Lorsque j’ai décidé de prendre la direction de Medtronic, il s’agissait clairement d’un « defining moment ». Je voulais m’engager personnellement. C’est d’ailleurs le message que j’ai fait passer au conseil d’administration. Je voulais rester 10 ans au sein de la société. C’est le temps qu’il me paraissait nécessaire pour réussir la mission que je m’étais fixée. Faire de Medtronic un leader mondial sur le marché des technologies médicales.
Décideurs : Durant cette période, quelle aura été votre plus grande erreur et succès en tant que PDG ? Pourquoi ?

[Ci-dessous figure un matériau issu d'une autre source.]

use chrono::{DateTime, Utc};
use serde::{Deserialize, Serialize};
use tracing::{debug, warn};
use uuid::Uuid;

/// Caller's top-level goal, chosen from the fixed IVR menu.
#[derive(Debug, Clone, Copy, PartialEq, Eq, Hash, Serialize, Deserialize)]
#[serde(rename_all = "snake_case")]
pub enum Intent {
    FileClaim,
    Billing,
    Roadside,
    PolicyChange,
}

impl Intent {
    /// Maps a menu selection ("1".."4") to an intent. Anything else is not
    /// a selection and the menu step re-prompts.
    pub fn from_menu_choice(choice: &str) -> Option<Self> {
        match choice.trim() {
            "1" => Some(Intent::FileClaim),
            "2" => Some(Intent::Billing),
            "3" => Some(Intent::Roadside),
            "4" => Some(Intent::PolicyChange),
            _ => None,
        }
    }

    pub fn as_str(&self) -> &'static str {
        match self {
            Intent::FileClaim => "file_claim",
            Intent::Billing => "billing",
            Intent::Roadside => "roadside",
            Intent::PolicyChange => "policy_change",
        }
    }
}

impl std::fmt::Display for Intent {
    fn fmt(&self, f: &mut std::fmt::Formatter<'_>) -> std::fmt::Result {
        f.write_str(self.as_str())
    }
}

/// Conversation mood as far as routing cares about it.
///
/// Escalation is one-way: once a session is `Urgent`, a later generic
/// `NeedsAgent` escalation must not mask it.
#[derive(Debug, Clone, Copy, PartialEq, Eq, Serialize, Deserialize)]
#[serde(rename_all = "snake_case")]
pub enum Sentiment {
    Neutral,
    Urgent,
    NeedsAgent,
}

impl Sentiment {
    pub fn as_str(&self) -> &'static str {
        match self {
            Sentiment::Neutral => "neutral",
            Sentiment::Urgent => "urgent",
            Sentiment::NeedsAgent => "needs_agent",
        }
    }
}

impl std::fmt::Display for Sentiment {
    fn fmt(&self, f: &mut std::fmt::Formatter<'_>) -> std::fmt::Result {
        f.write_str(self.as_str())
    }
}

#[derive(Debug, Clone, Copy, PartialEq, Eq, Serialize, Deserialize)]
#[serde(rename_all = "snake_case")]
pub enum Role {
    User,
    Assistant,
    System,
}

/// One transcript line with its capture time.
#[derive(Debug, Clone, Serialize, Deserialize)]
pub struct TranscriptEntry {
    pub role: Role,
    pub content: String,
    pub timestamp: DateTime<Utc>,
}

/// Accumulating record of one conversation.
///
/// Created with all defaults at conversation start and mutated exclusively
/// by step handlers; it is never destroyed, only rendered into the agent
/// handoff summary once the flow reaches its terminal step.
#[derive(Debug, Clone, Serialize, Deserialize)]
pub struct SessionState {
    pub session_id: String,
    pub caller_identity: Option<String>,
    pub verified: bool,
    pub intent: Option<Intent>,
    pub issue_description: String,
    pub steps_tried: Vec<String>,
    pub sentiment: Sentiment,
    pub conversation_history: Vec<TranscriptEntry>,
    pub retrieved_docs: Vec<String>,
    /// Insertion-ordered so the handoff summary lists keys in the order
    /// they were collected.
    pub incident_details: Vec<(String, String)>,
}

impl SessionState {
    pub fn new() -> Self {
        let suffix = Uuid::new_v4().simple().to_string();
        Self {
            session_id: format!("CALL-{}-{}", Utc::now().format("%Y%m%d"), &suffix[..8]),
            caller_identity: None,
            verified: false,
            intent: None,
            issue_description: String::new(),
            steps_tried: Vec::new(),
            sentiment: Sentiment::Neutral,
            conversation_history: Vec::new(),
            retrieved_docs: Vec::new(),
            incident_details: Vec::new(),
        }
    }

    /// Caller identity is written once by verification and never cleared.
    pub fn set_caller_identity(&mut self, identity: impl Into<String>) {
        if self.caller_identity.is_some() {
            warn!(session_id = %self.session_id, "caller identity already set, ignoring");
            return;
        }
        let identity = identity.into();
        debug!(session_id = %self.session_id, field = "caller_identity", value = %identity, "state update");
        self.caller_identity = Some(identity);
    }

    pub fn mark_verified(&mut self) {
        debug!(session_id = %self.session_id, field = "verified", value = true, "state update");
        self.verified = true;
    }

    /// Intent is set exactly once; a second assignment is ignored.
    pub fn set_intent(&mut self, intent: Intent) {
        if let Some(existing) = self.intent {
            warn!(session_id = %self.session_id, existing = %existing, "intent already set, ignoring");
            return;
        }
        debug!(session_id = %self.session_id, field = "intent", value = %intent, "state update");
        self.intent = Some(intent);
    }

    /// Issue description is collected at most once per conversation.
    pub fn set_issue_description(&mut self, description: impl Into<String>) {
        if !self.issue_description.is_empty() {
            warn!(session_id = %self.session_id, "issue description already set, ignoring");
            return;
        }
        let description = description.into();
        debug!(session_id = %self.session_id, field = "issue_description", value = %description, "state update");
        self.issue_description = description;
    }

    pub fn push_step_tried(&mut self, step: impl Into<String>) {
        let step = step.into();
        debug!(session_id = %self.session_id, field = "steps_tried", value = %step, "state update");
        self.steps_tried.push(step);
    }

    /// Escalates sentiment under the monotonicity rule: `Urgent` is never
    /// downgraded by a later `NeedsAgent` assignment.
    pub fn escalate(&mut self, sentiment: Sentiment) {
        if self.sentiment == Sentiment::Urgent && sentiment == Sentiment::NeedsAgent {
            debug!(session_id = %self.session_id, "urgent sentiment retained over needs_agent");
            return;
        }
        debug!(session_id = %self.session_id, field = "sentiment", value = %sentiment, "state update");
        self.sentiment = sentiment;
    }

    pub fn push_retrieved_doc(&mut self, doc_id: impl Into<String>) {
        let doc_id = doc_id.into();
        debug!(session_id = %self.session_id, field = "retrieved_docs", value = %doc_id, "state update");
        self.retrieved_docs.push(doc_id);
    }

    /// Upserts an intent-specific incident field. Entries are never removed
    /// and first-write order is preserved.
    pub fn set_incident_detail(&mut self, key: impl Into<String>, value: impl Into<String>) {
        let key = key.into();
        let value = value.into();
        debug!(session_id = %self.session_id, field = %key, value = %value, "incident detail update");
        if let Some(entry) = self.incident_details.iter_mut().find(|(k, _)| *k == key) {
            entry.1 = value;
        } else {
            self.incident_details.push((key, value));
        }
    }

    /// Appends a timestamped transcript entry. Never fails, never reorders.
    pub fn record_message(&mut self, role: Role, content: impl Into<String>) {
        self.conversation_history.push(TranscriptEntry {
            role,
            content: content.into(),
            timestamp: Utc::now(),
        });
    }

    /// Renders the structured report handed to the next human agent.
    ///
    /// Pure function of the current state: the section layout and literal
    /// headers are a contract parsed downstream, so the text is fixed aside
    /// from the state values themselves.
    pub fn render_handoff_summary(&self) -> String {
        let mut incident_info = String::new();
        if !self.incident_details.is_empty() {
            incident_info.push_str("\nINCIDENT DETAILS:\n");
            for (key, value) in &self.incident_details {
                incident_info.push_str(&format!("  {}: {}\n", key, value));
            }
        }

        let steps = if self.steps_tried.is_empty() {
            "  None".to_string()
        } else {
            self.steps_tried
                .iter()
                .map(|step| format!("  - {}", step))
                .collect::<Vec<_>>()
                .join("\n")
        };

        let docs = if self.retrieved_docs.is_empty() {
            "  None".to_string()
        } else {
            self.retrieved_docs
                .iter()
                .map(|doc| format!("  - {}", doc))
                .collect::<Vec<_>>()
                .join("\n")
        };

        format!(
            "\n========================================\n\
             AGENT HANDOFF SUMMARY\n\
             ========================================\n\
             Session ID: {}\n\
             Caller: {}\n\
             Verified: {}\n\
             \n\
             CUSTOMER GOAL:\n\
             {}\n\
             \n\
             ISSUE DESCRIPTION:\n\
             {}\n\
             {}\n\
             STEPS ATTEMPTED:\n\
             {}\n\
             \n\
             RETRIEVED KNOWLEDGE BASE ARTICLES:\n\
             {}\n\
             \n\
             CONVERSATION TURNS: {}\n\
             SENTIMENT: {}\n\
             \n\
             RECOMMENDED NEXT ACTION:\n\
             [Agent to determine based on above context]\n\
             ========================================\n",
            self.session_id,
            self.caller_identity.as_deref().unwrap_or("Unknown"),
            if self.verified { "✓ YES" } else { "✗ NO" },
            self.intent.map(|i| i.as_str()).unwrap_or("Not determined"),
            if self.issue_description.is_empty() {
                "No details provided"
            } else {
                self.issue_description.as_str()
            },
            incident_info,
            steps,
            docs,
            self.conversation_history.len(),
            self.sentiment,
        )
    }
}

impl Default for SessionState {
    fn default() -> Self {
        Self::new()
    }
}

#[cfg(test)]
mod tests {
    use super::*;

    #[test]
    fn session_id_is_unique_and_prefixed() {
        let a = SessionState::new();
        let b = SessionState::new();
        assert!(a.session_id.starts_with("CALL-"));
        assert_ne!(a.session_id, b.session_id);
    }

    #[test]
    fn caller_identity_is_write_once() {
        let mut state = SessionState::new();
        state.set_caller_identity("POLICY123456");
        state.set_caller_identity("OTHER999999");
        assert_eq!(state.caller_identity.as_deref(), Some("POLICY123456"));
    }

    #[test]
    fn intent_is_write_once() {
        let mut state = SessionState::new();
        state.set_intent(Intent::Roadside);
        state.set_intent(Intent::Billing);
        assert_eq!(state.intent, Some(Intent::Roadside));
    }

    #[test]
    fn issue_description_is_write_once() {
        let mut state = SessionState::new();
        state.set_issue_description("flat tire");
        state.set_issue_description("something else");
        assert_eq!(state.issue_description, "flat tire");
    }

    #[test]
    fn urgent_sentiment_survives_needs_agent() {
        let mut state = SessionState::new();
        state.escalate(Sentiment::Urgent);
        state.escalate(Sentiment::NeedsAgent);
        assert_eq!(state.sentiment, Sentiment::Urgent);
    }

    #[test]
    fn needs_agent_applies_when_not_urgent() {
        let mut state = SessionState::new();
        state.escalate(Sentiment::NeedsAgent);
        assert_eq!(state.sentiment, Sentiment::NeedsAgent);
    }

    #[test]
    fn incident_details_preserve_first_write_order() {
        let mut state = SessionState::new();
        state.set_incident_detail("when", "yesterday");
        state.set_incident_detail("where", "Springfield");
        state.set_incident_detail("when", "this morning");
        assert_eq!(
            state.incident_details,
            vec![
                ("when".to_string(), "this morning".to_string()),
                ("where".to_string(), "Springfield".to_string()),
            ]
        );
    }

    #[test]
    fn summary_renders_fallbacks_for_empty_state() {
        let state = SessionState::new();
        let summary = state.render_handoff_summary();
        assert!(summary.contains("AGENT HANDOFF SUMMARY"));
        assert!(summary.contains("Caller: Unknown\n"));
        assert!(summary.contains("Verified: ✗ NO\n"));
        assert!(summary.contains("CUSTOMER GOAL:\nNot determined\n"));
        assert!(summary.contains("ISSUE DESCRIPTION:\nNo details provided\n"));
        assert!(summary.contains("STEPS ATTEMPTED:\n  None\n"));
        assert!(summary.contains("RETRIEVED KNOWLEDGE BASE ARTICLES:\n  None\n"));
        assert!(summary.contains("CONVERSATION TURNS: 0\n"));
        assert!(summary.contains("SENTIMENT: neutral\n"));
        // The incident block is omitted entirely when no details exist.
        assert!(!summary.contains("INCIDENT DETAILS"));
    }

    #[test]
    fn summary_lists_populated_sections() {
        let mut state = SessionState::new();
        state.set_caller_identity("POLICY123456");
        state.mark_verified();
        state.set_intent(Intent::FileClaim);
        state.set_issue_description("car hit a pole");
        state.set_incident_detail("when", "yesterday");
        state.set_incident_detail("where", "Springfield");
        state.push_step_tried("Took photos of damage");
        state.push_retrieved_doc("claim-filing.md");
        state.record_message(Role::User, "hello");

        let summary = state.render_handoff_summary();
        assert!(summary.contains("Caller: POLICY123456\n"));
        assert!(summary.contains("Verified: ✓ YES\n"));
        assert!(summary.contains("CUSTOMER GOAL:\nfile_claim\n"));
        assert!(summary.contains("ISSUE DESCRIPTION:\ncar hit a pole\n"));
        assert!(summary.contains("INCIDENT DETAILS:\n  when: yesterday\n  where: Springfield\n"));
        assert!(summary.contains("STEPS ATTEMPTED:\n  - Took photos of damage\n"));
        assert!(summary.contains("RETRIEVED KNOWLEDGE BASE ARTICLES:\n  - claim-filing.md\n"));
        assert!(summary.contains("CONVERSATION TURNS: 1\n"));
    }

    #[test]
    fn summary_is_idempotent() {
        let mut state = SessionState::new();
        state.set_intent(Intent::Billing);
        state.set_incident_detail("billing_type", "make_payment");
        assert_eq!(state.render_handoff_summary(), state.render_handoff_summary());
    }
}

B. G. : Avant tout, je tiens à préciser qu’un leader est en droit de se tromper. L’erreur est humaine. En revanche, il doit apprendre de ces erreurs afin de faire avancer son organisation. Les salariés qui composent le groupe doivent comprendre ses orientations.
Mon plus grand échec a été de promouvoir quelqu’un président du groupe en Europe sans avoir vérifier ses valeurs. Il avait beau être un excellent manager, il n’avait pas toutes les qualités requises pour devenir un leader. Plus tard, il s’est avéré qu’il a été impliqué dans une affaire de corruption.
Mon plus grand succès aura été de faire passer Medtronic d’une société de pacemaker à un leader mondial des technologies médicales. Désormais, la compagnie sauve chaque année 8 millions de personnes grâce à ses produits. Je suis très fier de cela.
Décideurs : Dans le futur, seriez-vous tenté de revenir à cette activité ?
B. G. : Non. Désormais, je me concentre pleinement à mon nouveau travail : aider les leaders de demain. Que ce soit dans le cadre des MBAs d’Harvard ou dans des conseils d’administration.
Décideurs : De nombreux économistes et entrepreneurs estiment que la récession est finie. Êtes-vous d’accord ?
B. G. : Bien que la croissance soit de nouveau au rendez-vous, je pense que la récession n’est pas encore finie. La question du chômage est loin d’être résolue. Ce problème risque de pénaliser les pays développés pendant encore longtemps. En particulier les Etats-Unis. Aujourd’hui, 26 millions d’Américains sont sans emploi. Selon moi, la récession réelle aux Etats-Unis ne prendra fin que lorsque le marché du travail reprendra. Cela pourrait prendre encore une année.
Décideurs : Cette crise marque-t-elle la fin des Etats-Unis comme puissance économique dominante ?
B. G. : Oui et non. Oui, car désormais les Etats-Unis ne peuvent plus être considérés comme l’unique puissance économique. Et non, car, malgré la crise, l’économie américaine reste déterminante sur l’échiquier international.
Nous nous dirigeons vers une économie mondiale multipolaire. Il n’y aura plus qu’une seule puissance. Chaque pays aura un rôle à jouer. La Chine, l’Inde, le Japon, l’Europe… Tous joueront un rôle dans le monde économique de demain.
Je ne pense pas que cette nouvelle donne soit dangereuse. Il est important de reconnaitre que c’est une bonne chose. Aussi bien pour les Américains que pour le reste du monde. Cette nouvelle organisation offre plus d’opportunités. Et ce sera aux leaders de savoir en profiter.